Imagine that you are dying. If you had a terminal disease would you finish this book? Why not? The thing that annoys this 10-weeks-to-live self is the thing that is wrong with the book. So change it. Stop arguing with yourself. Change it. See? Easy. And no one had to die.


Esther Freud
A story needs rhythm. Read it aloud to yourself. If it doesn't spin a bit of magic, it's missing something.


Neil Gaiman
Finish what you're writing. Whatever you have to do to finish it, finish it.


Fix it. Remember that, sooner or later, before it ever reaches perfection, you will have to let it go and move on and start to write the next thing. Perfection is like chasing the horizon. Keep moving.


David Hare
Style is the art of getting yourself out of the way, not putting yourself in it.


The two most depressing words in the English language are "literary fiction".


PD James
Open your mind to new experiences, particularly to the study of other people. Nothing that happens to a writer – however happy, however tragic – is ever wasted.


Al Kennedy
Write. No amount of self-inflicted misery, altered states, black pullovers or being publicly obnoxious will ever add up to your being a writer. Writers write. On you go.


Hilary Mantel
First paragraphs can often be struck out. Are you performing a haka, or just shuffling your feet?


If you get stuck, get away from your desk. Take a walk, take a bath, go to sleep, make a pie, draw, listen to music, meditate, exercise; whatever you do, don't just stick there scowling at the problem. But don't make telephone calls or go to a party; if you do, other people's words will pour in where your lost words should be. Open a gap for them, create a space. Be patient.


Michael Moorcock
Find an author you admire (mine was Conrad) and copy their plots and characters in order to tell your own story, just as people learn to draw and paint by copying the masters.


Introduce your main characters and themes in the first third of your novel.


If you are writing a plot-driven genre novel make sure all your major themes/plot elements are introduced in the first third, which you can call the introduction. Develop your themes and characters in your second third, the development. Resolve your themes, mysteries and so on in the final third, the resolution.
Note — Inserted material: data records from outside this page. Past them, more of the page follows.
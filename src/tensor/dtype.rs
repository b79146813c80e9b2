use anyhow::{anyhow, Result};
use serde::{Deserialize, Serialize};

/// Element types a tensor can hold.
#[derive(Debug, Clone, Copy, PartialEq, Eq, Hash, Serialize, Deserialize)]
#[serde(rename_all = "snake_case")]
pub enum DType {
    F32,
    F64,
    I32,
    I64,
    U8,
    Bool,
}

impl DType {
    pub fn itemsize(self) -> usize {
        match self {
            DType::F32 | DType::I32 => 4,
            DType::F64 | DType::I64 => 8,
            DType::U8 | DType::Bool => 1,
        }
    }

    pub fn as_str(self) -> &'static str {
        match self {
            DType::F32 => "f32",
            DType::F64 => "f64",
            DType::I32 => "i32",
            DType::I64 => "i64",
            DType::U8 => "u8",
            DType::Bool => "bool",
        }
    }

    /// Stable wire code used by the blob record format.
    pub fn code(self) -> u32 {
        match self {
            DType::F32 => 1,
            DType::F64 => 2,
            DType::I32 => 3,
            DType::I64 => 4,
            DType::U8 => 5,
            DType::Bool => 6,
        }
    }

    pub fn from_code(code: u32) -> Result<Self> {
        match code {
            1 => Ok(DType::F32),
            2 => Ok(DType::F64),
            3 => Ok(DType::I32),
            4 => Ok(DType::I64),
            5 => Ok(DType::U8),
            6 => Ok(DType::Bool),
            other => Err(anyhow!("unknown dtype code {}", other)),
        }
    }
}

impl std::fmt::Display for DType {
    fn fmt(&self, f: &mut std::fmt::Formatter<'_>) -> std::fmt::Result {
        write!(f, "{}", self.as_str())
    }
}

impl std::str::FromStr for DType {
    type Err = anyhow::Error;

    fn from_str(value: &str) -> Result<Self> {
        match value {
            "f32" => Ok(DType::F32),
            "f64" => Ok(DType::F64),
            "i32" => Ok(DType::I32),
            "i64" => Ok(DType::I64),
            "u8" => Ok(DType::U8),
            "bool" => Ok(DType::Bool),
            other => Err(anyhow!("unsupported dtype {}", other)),
        }
    }
}

/// Plain-old-data element type with a fixed `DType` binding.
///
/// `bool` is not `Pod`; boolean tensors store `u8` bytes under
/// `DType::Bool` and go through the dedicated accessors on `Tensor`.
pub trait Element: bytemuck::Pod + Send + Sync + 'static {
    const DTYPE: DType;
}

impl Element for f32 {
    const DTYPE: DType = DType::F32;
}

impl Element for f64 {
    const DTYPE: DType = DType::F64;
}

impl Element for i32 {
    const DTYPE: DType = DType::I32;
}

impl Element for i64 {
    const DTYPE: DType = DType::I64;
}

impl Element for u8 {
    const DTYPE: DType = DType::U8;
}
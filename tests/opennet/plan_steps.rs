use std::sync::Arc;

use anyhow::Result;
use opennet::{
    ArgValue, ExecutionStep, NetDef, OperatorDef, PlanDef, RunError, Tensor, Workspace,
};

use crate::common;

fn counter_net(name: &str, counter: &str) -> NetDef {
    NetDef::new(name, "simple").add_op(OperatorDef::new("iter").outputs([counter]))
}

#[test]
fn empty_plan_succeeds_without_work() -> Result<()> {
    let ws = Workspace::new();
    ws.run_plan(&PlanDef::new("empty"))
}

#[test]
fn num_iter_runs_nets_exactly_that_often() -> Result<()> {
    let ws = Workspace::new();
    let plan = PlanDef::new("count")
        .add_net(counter_net("tick", "ticks"))
        .add_step(ExecutionStep::for_nets("loop", ["tick"]).iterations(7));
    ws.run_plan(&plan)?;
    // iter initializes to 0 on the first run, then increments.
    assert_eq!(common::fetch_i64(&ws, "ticks")?, vec![6]);
    Ok(())
}

#[test]
fn zero_iterations_run_nothing() -> Result<()> {
    let ws = Workspace::new();
    let plan = PlanDef::new("none")
        .add_net(counter_net("tick", "ticks"))
        .add_step(ExecutionStep::for_nets("loop", ["tick"]).iterations(0));
    ws.run_plan(&plan)?;
    // The output blob exists from net construction but was never written.
    assert!(common::blob_is_empty(&ws, "ticks"));
    Ok(())
}

#[test]
fn initially_true_stop_blob_runs_zero_iterations() -> Result<()> {
    let ws = Workspace::new();
    common::feed(&ws, "stop", Tensor::bool_scalar(true));
    let plan = PlanDef::new("stopped")
        .add_net(counter_net("tick", "ticks"))
        .add_step(ExecutionStep::for_nets("loop", ["tick"]).stop_on("stop"));
    ws.run_plan(&plan)?;
    assert!(common::blob_is_empty(&ws, "ticks"));
    Ok(())
}

#[test]
fn stop_blob_fires_after_five_iterations() -> Result<()> {
    let ws = Workspace::new();
    common::feed(&ws, "stop", Tensor::bool_scalar(false));
    // Counter reaches 4 on the fifth run, flipping the stop blob.
    let net = NetDef::new("tick", "simple")
        .add_op(OperatorDef::new("iter").outputs(["ticks"]))
        .add_op(
            OperatorDef::new("ge_scalar")
                .inputs(["ticks"])
                .outputs(["stop"])
                .with_arg("value", ArgValue::Int(4)),
        );
    let mut step = ExecutionStep::for_nets("loop", ["tick"]).stop_on("stop");
    step.num_iter = Some(100);
    let plan = PlanDef::new("early_stop").add_net(net).add_step(step);
    ws.run_plan(&plan)?;
    assert_eq!(common::fetch_i64(&ws, "ticks")?, vec![4]);
    Ok(())
}

#[test]
fn missing_stop_blob_is_a_step_failure() {
    let ws = Workspace::new();
    let plan = PlanDef::new("broken")
        .add_net(counter_net("tick", "ticks"))
        .add_step(ExecutionStep::for_nets("loop", ["tick"]).stop_on("ghost"));
    let err = ws.run_plan(&plan).unwrap_err();
    assert!(matches!(
        err.downcast_ref::<RunError>(),
        Some(RunError::StepFailure(_))
    ));
}

#[test]
fn only_once_caps_iteration_at_one() -> Result<()> {
    let ws = Workspace::new();
    common::feed(&ws, "stop", Tensor::bool_scalar(false));
    let mut step = ExecutionStep::for_nets("loop", ["tick"]).stop_on("stop");
    step.only_once = true;
    let plan = PlanDef::new("once")
        .add_net(counter_net("tick", "ticks"))
        .add_step(step);
    ws.run_plan(&plan)?;
    assert_eq!(common::fetch_i64(&ws, "ticks")?, vec![0]);
    Ok(())
}

#[test]
fn sequential_substeps_respect_parent_stop_blob() -> Result<()> {
    let ws = Workspace::new();
    common::feed(&ws, "stop", Tensor::bool_scalar(false));
    // Substep a flips the stop blob on its first run; the blob is polled
    // after each substep, so substep b never runs.
    let net_a = NetDef::new("a", "simple")
        .add_op(OperatorDef::new("iter").outputs(["a_runs"]))
        .add_op(
            OperatorDef::new("fill")
                .outputs(["stop"])
                .with_arg("shape", ArgValue::Ints(vec![1]))
                .with_arg("dtype", ArgValue::Str("bool".into()))
                .with_arg("value", ArgValue::Float(1.0)),
        );
    let net_b = counter_net("b", "b_runs");

    let mut parent = ExecutionStep::for_substeps(
        "parent",
        [
            ExecutionStep::for_nets("sa", ["a"]),
            ExecutionStep::for_nets("sb", ["b"]),
        ],
    );
    parent.should_stop_blob = Some("stop".into());
    let plan = PlanDef::new("seq")
        .add_net(net_a)
        .add_net(net_b)
        .add_step(parent);
    ws.run_plan(&plan)?;
    assert_eq!(common::fetch_i64(&ws, "a_runs")?, vec![0]);
    // The stop fired between substep a and substep b of iteration 0.
    assert!(common::blob_is_empty(&ws, "b_runs"));
    Ok(())
}

#[test]
fn concurrent_substeps_surface_the_first_worker_failure() -> Result<()> {
    common::ensure_test_kernels();
    let ws = Workspace::new();
    let healthy = counter_net("healthy", "h_runs");
    let faulty = NetDef::new("faulty", "simple").add_op(
        OperatorDef::new("fail_after")
            .outputs(["f_runs"])
            .with_arg("after", ArgValue::Int(3)),
    );

    let step = ExecutionStep::for_substeps(
        "parallel",
        [
            ExecutionStep::for_nets("sh", ["healthy"]).iterations(50),
            ExecutionStep::for_nets("sf", ["faulty"]).iterations(50),
        ],
    )
    .concurrent();
    let plan = PlanDef::new("concurrent")
        .add_net(healthy)
        .add_net(faulty)
        .add_step(step);

    let err = ws.run_plan(&plan).unwrap_err();
    let root = format!("{:#}", err);
    assert!(root.contains("injected failure at invocation 3"), "{}", root);
    let has_worker_exception = err
        .chain()
        .any(|cause| matches!(cause.downcast_ref::<RunError>(), Some(RunError::WorkerException(_))));
    assert!(has_worker_exception, "{}", root);
    // The faulty substep stopped at its third invocation.
    assert_eq!(common::fetch_i64(&ws, "f_runs")?, vec![3]);
    Ok(())
}

#[test]
fn concurrent_substeps_where_all_fail_report_failure() {
    common::ensure_test_kernels();
    let ws = Workspace::new();
    let mk_faulty = |name: &str, out: &str| {
        NetDef::new(name, "simple").add_op(
            OperatorDef::new("fail_after")
                .outputs([out])
                .with_arg("after", ArgValue::Int(1)),
        )
    };
    let step = ExecutionStep::for_substeps(
        "parallel",
        [
            ExecutionStep::for_nets("s1", ["f1"]).iterations(5),
            ExecutionStep::for_nets("s2", ["f2"]).iterations(5),
        ],
    )
    .concurrent();
    let plan = PlanDef::new("all_fail")
        .add_net(mk_faulty("f1", "c1"))
        .add_net(mk_faulty("f2", "c2"))
        .add_step(step);
    let err = ws.run_plan(&plan).unwrap_err();
    assert!(format!("{:#}", err).contains("injected failure"));
}

#[test]
fn reporter_runs_the_report_net() -> Result<()> {
    let ws = Workspace::new();
    let mut step = ExecutionStep::for_nets("loop", ["tick"]).iterations(3);
    step.report_net = Some("report".into());
    step.report_interval = Some(0);
    let plan = PlanDef::new("reported")
        .add_net(counter_net("tick", "ticks"))
        .add_net(counter_net("report", "reports"))
        .add_step(step);
    ws.run_plan(&plan)?;
    // The reporter fires at least once, including the final pass at step
    // exit; its failures would have been non-fatal either way.
    assert!(common::fetch_i64(&ws, "reports").is_ok());
    Ok(())
}

#[test]
fn external_should_continue_gates_everything() -> Result<()> {
    let ws = Workspace::new();
    let plan = PlanDef::new("gated")
        .add_net(counter_net("tick", "ticks"))
        .add_step(ExecutionStep::for_nets("loop", ["tick"]).iterations(10));
    ws.run_plan_with(&plan, Arc::new(|iter| iter < 2))?;
    assert_eq!(common::fetch_i64(&ws, "ticks")?, vec![1]);
    Ok(())
}

#[test]
fn stop_blob_must_be_scalar_bool() {
    let ws = Workspace::new();
    common::feed(&ws, "stop", Tensor::from_vec(vec![1i64]));
    let plan = PlanDef::new("badstop")
        .add_net(counter_net("tick", "ticks"))
        .add_step(ExecutionStep::for_nets("loop", ["tick"]).stop_on("stop"));
    let err = ws.run_plan(&plan).unwrap_err();
    assert!(matches!(
        err.downcast_ref::<RunError>(),
        Some(RunError::StepFailure(_))
    ));
}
For a good melodrama study the famous "Lester Dent master plot formula" which you can find online. It was written to show how to write a short story for the pulps, but can be adapted successfully for most stories of any length or genre.


Carrot and stick – have protagonists pursued (by an obsession or a villain) and pursuing (idea, object, person, mystery).


Michael Morpurgo
It is the gestation time which counts.


By the time I sit down and face the blank page I am raring to go. I tell it as if I'm talking to my best friend or one of my grandchildren.


Joyce Carol Oates
Keep a light, hopeful heart. But expect the worst.



Ian Rankin
Get lucky.
Stay lucky.


Will Self
Always carry a notebook. And I mean always. The short-term memory only retains information for three minutes; unless it is committed to paper you can lose an idea forever.


Live life and write about life. Of the making of many books there is indeed no end, but there are more than enough books about books.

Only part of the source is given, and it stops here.